» **Problem statement**: Please list all lines of the material below in which the string "begin" occurs.

________________

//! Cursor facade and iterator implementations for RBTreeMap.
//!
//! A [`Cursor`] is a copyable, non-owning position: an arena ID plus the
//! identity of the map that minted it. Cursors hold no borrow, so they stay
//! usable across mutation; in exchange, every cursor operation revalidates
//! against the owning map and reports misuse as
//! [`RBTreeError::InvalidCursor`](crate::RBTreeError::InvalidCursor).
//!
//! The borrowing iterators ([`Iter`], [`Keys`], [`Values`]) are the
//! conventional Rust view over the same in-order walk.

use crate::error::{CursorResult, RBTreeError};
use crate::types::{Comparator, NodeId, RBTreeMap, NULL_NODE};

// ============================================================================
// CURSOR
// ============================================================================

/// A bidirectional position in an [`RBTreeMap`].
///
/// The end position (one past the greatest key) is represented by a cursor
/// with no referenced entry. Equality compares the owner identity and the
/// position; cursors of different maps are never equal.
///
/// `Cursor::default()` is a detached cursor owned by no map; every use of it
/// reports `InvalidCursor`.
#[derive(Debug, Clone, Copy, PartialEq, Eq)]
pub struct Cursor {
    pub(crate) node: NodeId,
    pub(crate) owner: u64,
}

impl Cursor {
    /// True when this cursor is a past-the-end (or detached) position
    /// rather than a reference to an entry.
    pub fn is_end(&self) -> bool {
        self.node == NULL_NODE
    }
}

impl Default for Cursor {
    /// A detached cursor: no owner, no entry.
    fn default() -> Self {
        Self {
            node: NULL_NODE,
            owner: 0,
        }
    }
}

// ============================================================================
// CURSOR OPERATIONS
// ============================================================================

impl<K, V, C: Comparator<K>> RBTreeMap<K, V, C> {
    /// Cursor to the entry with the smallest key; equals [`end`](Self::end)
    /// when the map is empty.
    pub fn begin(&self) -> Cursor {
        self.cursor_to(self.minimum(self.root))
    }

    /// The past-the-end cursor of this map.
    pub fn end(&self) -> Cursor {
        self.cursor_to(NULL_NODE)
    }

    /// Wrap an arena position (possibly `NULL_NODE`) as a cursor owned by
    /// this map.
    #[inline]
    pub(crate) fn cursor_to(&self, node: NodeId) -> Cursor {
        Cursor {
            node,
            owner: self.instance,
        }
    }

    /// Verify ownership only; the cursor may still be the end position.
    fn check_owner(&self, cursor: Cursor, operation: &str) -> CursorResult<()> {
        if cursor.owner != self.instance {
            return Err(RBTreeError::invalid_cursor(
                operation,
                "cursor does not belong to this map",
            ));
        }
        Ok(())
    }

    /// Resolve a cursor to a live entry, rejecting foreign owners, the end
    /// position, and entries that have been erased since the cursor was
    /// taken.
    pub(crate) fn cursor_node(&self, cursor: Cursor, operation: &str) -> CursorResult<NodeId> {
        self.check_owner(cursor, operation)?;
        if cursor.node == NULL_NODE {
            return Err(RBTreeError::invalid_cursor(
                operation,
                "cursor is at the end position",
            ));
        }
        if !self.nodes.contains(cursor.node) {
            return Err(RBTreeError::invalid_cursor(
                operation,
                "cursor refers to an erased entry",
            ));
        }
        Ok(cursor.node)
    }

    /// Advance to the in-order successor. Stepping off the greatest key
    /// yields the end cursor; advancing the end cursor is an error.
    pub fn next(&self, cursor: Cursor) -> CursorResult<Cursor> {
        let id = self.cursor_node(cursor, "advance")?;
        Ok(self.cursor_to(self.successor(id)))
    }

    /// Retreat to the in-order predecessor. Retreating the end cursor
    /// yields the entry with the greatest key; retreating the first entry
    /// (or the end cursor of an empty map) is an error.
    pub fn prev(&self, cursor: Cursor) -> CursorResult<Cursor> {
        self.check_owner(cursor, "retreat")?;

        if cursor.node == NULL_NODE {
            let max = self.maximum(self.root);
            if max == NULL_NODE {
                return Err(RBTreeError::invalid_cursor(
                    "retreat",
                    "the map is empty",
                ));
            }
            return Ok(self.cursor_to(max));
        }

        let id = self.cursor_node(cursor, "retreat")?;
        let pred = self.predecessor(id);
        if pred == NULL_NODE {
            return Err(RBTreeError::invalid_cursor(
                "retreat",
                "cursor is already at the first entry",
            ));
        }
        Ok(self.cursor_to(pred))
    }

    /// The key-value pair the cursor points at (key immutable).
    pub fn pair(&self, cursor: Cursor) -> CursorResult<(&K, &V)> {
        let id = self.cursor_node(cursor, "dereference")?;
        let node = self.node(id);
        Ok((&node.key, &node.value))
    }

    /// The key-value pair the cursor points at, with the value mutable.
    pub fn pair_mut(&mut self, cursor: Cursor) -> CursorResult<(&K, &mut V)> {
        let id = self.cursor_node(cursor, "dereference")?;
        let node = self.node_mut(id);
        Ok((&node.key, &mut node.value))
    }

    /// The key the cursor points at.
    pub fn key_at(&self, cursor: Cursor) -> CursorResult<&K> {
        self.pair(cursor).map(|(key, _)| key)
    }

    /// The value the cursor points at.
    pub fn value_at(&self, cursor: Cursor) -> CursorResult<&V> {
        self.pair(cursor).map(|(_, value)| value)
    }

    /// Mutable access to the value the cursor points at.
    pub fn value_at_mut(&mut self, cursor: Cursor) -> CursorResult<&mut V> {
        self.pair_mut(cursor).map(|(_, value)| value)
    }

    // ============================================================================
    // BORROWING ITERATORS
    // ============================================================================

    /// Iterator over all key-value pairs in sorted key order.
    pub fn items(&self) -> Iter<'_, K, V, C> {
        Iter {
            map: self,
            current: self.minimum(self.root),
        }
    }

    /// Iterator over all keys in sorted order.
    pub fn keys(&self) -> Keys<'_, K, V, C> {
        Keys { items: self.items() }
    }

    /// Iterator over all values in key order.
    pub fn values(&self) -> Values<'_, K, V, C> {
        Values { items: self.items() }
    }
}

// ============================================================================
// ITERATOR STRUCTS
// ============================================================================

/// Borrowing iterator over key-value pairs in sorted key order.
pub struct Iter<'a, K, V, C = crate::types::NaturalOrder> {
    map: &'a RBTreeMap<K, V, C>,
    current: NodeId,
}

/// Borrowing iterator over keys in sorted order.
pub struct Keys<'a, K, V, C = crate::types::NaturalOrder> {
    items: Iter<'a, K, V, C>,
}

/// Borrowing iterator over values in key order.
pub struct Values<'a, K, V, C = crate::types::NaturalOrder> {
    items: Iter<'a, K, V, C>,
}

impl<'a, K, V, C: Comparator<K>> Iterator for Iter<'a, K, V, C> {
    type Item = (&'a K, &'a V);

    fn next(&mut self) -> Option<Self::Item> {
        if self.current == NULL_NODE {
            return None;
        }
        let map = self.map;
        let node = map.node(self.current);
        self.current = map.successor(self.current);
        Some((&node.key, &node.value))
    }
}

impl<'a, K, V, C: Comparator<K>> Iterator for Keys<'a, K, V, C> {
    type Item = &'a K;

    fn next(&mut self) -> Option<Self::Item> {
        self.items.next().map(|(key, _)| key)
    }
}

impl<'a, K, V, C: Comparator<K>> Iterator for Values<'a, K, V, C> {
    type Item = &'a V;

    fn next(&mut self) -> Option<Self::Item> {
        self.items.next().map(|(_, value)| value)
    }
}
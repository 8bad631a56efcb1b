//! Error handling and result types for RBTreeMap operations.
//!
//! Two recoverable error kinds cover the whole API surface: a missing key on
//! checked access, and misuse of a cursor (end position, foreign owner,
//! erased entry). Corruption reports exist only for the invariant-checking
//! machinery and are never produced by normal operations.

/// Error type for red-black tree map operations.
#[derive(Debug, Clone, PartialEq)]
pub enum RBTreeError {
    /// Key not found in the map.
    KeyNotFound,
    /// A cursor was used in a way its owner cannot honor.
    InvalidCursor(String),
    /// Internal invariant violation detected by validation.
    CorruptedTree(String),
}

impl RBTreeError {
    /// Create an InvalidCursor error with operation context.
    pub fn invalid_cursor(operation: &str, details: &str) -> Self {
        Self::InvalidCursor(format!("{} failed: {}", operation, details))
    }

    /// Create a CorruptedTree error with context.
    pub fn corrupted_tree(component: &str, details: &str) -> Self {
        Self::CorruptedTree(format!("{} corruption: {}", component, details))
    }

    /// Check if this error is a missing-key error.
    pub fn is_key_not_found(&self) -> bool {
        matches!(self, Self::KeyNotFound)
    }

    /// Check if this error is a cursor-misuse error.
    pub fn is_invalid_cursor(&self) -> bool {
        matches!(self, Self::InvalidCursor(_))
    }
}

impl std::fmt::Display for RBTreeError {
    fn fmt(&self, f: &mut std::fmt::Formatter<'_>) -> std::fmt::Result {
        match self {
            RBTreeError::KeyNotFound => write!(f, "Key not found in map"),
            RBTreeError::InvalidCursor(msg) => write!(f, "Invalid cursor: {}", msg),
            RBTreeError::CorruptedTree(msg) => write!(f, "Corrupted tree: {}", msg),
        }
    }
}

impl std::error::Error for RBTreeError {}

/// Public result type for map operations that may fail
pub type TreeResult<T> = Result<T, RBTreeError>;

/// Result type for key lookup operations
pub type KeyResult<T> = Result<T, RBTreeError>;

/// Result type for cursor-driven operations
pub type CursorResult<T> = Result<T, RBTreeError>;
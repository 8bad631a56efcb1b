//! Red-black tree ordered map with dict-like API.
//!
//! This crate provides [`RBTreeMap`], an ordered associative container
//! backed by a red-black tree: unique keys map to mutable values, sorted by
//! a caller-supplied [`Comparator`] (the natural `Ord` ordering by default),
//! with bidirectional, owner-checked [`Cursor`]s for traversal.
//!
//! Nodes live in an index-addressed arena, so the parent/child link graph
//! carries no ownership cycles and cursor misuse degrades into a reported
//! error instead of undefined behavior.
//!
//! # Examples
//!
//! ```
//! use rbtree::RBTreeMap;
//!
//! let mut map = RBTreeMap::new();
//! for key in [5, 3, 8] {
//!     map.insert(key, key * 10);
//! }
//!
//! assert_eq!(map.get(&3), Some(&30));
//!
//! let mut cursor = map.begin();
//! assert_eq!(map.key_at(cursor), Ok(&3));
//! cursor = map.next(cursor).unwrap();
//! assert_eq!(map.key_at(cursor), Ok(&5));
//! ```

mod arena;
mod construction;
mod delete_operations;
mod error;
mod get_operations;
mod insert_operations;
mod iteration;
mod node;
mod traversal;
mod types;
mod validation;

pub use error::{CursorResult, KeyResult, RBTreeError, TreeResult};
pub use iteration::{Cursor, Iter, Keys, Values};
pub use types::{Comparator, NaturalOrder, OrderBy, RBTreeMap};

________________

» **Output**:
    pub fn begin(&self) -> Cursor {
//! let mut cursor = map.begin();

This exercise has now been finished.